» **Task goal**: Give the count of lines in the records below that contain "InventoryError", with no other words.

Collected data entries
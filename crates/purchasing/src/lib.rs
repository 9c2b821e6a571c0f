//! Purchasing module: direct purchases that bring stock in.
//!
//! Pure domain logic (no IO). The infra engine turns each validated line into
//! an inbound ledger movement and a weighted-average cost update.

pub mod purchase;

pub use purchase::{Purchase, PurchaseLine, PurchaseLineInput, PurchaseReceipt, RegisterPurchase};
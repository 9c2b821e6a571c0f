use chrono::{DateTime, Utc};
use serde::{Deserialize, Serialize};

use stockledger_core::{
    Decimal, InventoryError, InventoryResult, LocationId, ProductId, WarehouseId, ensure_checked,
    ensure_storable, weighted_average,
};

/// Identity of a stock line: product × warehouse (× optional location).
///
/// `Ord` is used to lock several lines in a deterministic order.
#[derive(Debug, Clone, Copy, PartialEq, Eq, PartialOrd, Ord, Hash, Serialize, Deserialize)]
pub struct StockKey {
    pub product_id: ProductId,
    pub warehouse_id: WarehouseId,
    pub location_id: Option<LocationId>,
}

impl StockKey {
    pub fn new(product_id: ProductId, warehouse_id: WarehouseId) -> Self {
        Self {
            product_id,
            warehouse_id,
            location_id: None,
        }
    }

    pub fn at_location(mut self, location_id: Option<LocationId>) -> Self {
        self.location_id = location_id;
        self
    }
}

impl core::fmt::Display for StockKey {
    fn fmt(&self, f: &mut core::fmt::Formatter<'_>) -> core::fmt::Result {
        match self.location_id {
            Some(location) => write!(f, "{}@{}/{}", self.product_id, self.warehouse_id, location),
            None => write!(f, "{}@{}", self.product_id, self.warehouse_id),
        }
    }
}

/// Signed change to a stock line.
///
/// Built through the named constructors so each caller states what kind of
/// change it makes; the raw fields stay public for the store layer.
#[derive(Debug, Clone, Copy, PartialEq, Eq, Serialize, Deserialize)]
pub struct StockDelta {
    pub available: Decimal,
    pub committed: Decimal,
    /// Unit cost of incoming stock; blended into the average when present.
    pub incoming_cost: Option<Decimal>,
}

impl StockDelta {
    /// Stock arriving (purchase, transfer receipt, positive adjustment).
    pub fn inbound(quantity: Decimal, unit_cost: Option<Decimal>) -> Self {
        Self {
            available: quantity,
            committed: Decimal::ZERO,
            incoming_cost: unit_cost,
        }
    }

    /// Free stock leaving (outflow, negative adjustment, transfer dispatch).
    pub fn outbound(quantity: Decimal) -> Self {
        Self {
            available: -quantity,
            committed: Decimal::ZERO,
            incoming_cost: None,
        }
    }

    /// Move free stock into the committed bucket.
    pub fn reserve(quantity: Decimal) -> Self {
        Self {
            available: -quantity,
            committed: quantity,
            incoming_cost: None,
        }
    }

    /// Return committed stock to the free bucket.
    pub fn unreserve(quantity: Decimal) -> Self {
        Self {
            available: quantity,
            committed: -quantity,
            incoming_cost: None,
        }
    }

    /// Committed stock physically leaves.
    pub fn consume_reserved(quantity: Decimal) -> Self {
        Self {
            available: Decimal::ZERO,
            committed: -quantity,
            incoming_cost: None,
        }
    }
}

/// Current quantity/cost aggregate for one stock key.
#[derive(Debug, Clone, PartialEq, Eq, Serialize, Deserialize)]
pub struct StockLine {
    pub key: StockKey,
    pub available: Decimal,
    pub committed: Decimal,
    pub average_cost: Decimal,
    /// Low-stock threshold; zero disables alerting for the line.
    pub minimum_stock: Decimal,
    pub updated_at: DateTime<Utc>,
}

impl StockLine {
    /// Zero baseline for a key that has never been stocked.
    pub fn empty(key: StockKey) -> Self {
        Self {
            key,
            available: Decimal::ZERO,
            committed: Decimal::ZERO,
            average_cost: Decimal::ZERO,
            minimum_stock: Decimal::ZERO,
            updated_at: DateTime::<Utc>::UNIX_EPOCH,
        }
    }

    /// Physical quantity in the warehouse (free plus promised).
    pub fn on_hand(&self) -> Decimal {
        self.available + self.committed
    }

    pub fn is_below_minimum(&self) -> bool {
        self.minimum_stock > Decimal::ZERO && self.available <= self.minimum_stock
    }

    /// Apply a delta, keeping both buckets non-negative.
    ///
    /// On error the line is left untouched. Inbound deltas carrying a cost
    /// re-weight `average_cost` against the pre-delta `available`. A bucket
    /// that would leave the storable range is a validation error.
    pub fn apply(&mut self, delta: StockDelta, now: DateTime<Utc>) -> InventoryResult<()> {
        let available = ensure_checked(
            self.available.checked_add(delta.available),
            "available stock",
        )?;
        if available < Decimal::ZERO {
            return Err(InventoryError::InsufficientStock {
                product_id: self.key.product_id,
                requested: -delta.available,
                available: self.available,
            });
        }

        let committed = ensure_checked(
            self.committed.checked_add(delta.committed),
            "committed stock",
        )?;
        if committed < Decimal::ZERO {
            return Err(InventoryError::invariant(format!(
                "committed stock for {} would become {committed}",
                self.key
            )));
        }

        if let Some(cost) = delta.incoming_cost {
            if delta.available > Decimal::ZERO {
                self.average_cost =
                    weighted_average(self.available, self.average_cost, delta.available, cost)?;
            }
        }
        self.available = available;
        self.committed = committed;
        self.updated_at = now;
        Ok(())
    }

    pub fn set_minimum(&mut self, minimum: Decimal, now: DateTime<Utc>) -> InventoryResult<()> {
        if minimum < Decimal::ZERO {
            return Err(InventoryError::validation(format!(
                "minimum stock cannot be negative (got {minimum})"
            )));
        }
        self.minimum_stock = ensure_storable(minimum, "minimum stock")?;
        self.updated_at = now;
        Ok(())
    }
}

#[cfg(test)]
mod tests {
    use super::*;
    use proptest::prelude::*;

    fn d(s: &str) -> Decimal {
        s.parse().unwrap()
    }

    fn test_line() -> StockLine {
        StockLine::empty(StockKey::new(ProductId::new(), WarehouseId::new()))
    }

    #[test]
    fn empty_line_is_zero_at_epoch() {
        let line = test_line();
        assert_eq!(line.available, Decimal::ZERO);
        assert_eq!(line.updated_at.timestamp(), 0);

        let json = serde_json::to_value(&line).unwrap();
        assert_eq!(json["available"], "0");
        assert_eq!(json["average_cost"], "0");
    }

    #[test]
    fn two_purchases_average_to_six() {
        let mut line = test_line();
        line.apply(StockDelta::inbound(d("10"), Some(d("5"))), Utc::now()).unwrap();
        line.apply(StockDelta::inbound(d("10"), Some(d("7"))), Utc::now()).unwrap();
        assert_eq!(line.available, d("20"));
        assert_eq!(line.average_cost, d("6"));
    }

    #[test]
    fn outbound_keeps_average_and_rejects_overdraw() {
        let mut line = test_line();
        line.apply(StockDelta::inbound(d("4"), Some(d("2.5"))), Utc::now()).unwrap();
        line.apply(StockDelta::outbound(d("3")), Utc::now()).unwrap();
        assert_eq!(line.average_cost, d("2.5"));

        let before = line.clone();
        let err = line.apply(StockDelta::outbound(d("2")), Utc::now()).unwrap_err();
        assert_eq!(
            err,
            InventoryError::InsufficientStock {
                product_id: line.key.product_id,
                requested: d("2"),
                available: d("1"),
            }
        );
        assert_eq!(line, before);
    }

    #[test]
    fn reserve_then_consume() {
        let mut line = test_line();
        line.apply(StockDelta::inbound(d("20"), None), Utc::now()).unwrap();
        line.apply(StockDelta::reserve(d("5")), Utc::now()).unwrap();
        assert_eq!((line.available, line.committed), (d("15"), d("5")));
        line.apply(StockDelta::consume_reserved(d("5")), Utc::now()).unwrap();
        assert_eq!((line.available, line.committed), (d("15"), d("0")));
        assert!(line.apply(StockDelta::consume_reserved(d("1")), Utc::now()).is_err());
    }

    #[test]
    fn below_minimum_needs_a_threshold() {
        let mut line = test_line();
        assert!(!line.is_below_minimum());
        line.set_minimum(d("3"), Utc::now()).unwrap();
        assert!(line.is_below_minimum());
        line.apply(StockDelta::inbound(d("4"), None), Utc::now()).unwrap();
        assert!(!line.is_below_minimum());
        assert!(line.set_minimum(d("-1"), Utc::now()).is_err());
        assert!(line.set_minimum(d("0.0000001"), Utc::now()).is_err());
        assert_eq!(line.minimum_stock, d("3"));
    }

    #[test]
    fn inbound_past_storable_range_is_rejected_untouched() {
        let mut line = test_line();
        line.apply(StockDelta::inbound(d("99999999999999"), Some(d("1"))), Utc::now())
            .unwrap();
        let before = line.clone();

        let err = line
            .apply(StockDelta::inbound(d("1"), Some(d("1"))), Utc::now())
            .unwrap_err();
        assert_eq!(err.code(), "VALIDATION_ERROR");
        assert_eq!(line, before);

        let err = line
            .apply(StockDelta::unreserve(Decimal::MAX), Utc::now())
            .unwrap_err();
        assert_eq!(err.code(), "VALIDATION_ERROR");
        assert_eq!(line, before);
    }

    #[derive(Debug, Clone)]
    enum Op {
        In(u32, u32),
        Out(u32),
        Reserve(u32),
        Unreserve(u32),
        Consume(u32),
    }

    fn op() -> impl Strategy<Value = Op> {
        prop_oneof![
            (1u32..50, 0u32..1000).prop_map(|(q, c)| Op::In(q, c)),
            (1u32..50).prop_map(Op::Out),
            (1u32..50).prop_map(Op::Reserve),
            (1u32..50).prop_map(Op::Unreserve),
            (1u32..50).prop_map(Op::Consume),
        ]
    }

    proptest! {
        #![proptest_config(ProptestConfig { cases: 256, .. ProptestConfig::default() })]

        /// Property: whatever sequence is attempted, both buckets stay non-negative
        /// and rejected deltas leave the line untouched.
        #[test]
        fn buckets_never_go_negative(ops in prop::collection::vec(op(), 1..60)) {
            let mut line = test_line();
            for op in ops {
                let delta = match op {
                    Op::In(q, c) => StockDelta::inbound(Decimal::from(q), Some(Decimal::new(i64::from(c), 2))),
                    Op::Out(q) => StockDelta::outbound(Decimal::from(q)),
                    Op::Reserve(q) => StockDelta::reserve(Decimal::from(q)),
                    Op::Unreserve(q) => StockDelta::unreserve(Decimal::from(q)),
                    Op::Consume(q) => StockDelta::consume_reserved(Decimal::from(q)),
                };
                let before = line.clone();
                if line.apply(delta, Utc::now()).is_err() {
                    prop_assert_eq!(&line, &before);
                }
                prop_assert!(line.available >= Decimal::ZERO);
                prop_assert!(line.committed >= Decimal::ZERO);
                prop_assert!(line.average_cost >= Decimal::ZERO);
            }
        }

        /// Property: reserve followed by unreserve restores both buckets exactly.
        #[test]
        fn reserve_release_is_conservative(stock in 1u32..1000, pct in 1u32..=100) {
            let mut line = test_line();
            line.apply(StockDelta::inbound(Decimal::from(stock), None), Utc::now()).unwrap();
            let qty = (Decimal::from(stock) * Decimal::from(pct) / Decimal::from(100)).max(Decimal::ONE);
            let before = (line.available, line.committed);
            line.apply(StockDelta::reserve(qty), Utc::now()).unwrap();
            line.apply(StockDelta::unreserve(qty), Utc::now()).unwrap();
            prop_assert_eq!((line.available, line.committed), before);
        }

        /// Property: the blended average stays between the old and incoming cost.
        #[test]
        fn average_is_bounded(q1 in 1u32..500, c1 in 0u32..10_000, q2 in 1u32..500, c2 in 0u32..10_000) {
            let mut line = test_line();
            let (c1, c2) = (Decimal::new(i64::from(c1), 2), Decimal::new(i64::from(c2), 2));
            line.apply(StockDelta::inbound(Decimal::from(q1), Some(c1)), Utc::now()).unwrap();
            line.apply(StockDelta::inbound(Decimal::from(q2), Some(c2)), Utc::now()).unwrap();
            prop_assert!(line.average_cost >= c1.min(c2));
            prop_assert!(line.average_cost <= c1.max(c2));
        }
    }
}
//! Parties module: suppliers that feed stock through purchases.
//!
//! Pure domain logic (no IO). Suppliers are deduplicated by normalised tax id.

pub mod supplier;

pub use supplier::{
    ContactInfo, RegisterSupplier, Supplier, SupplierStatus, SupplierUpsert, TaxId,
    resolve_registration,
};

» **Written response**: 5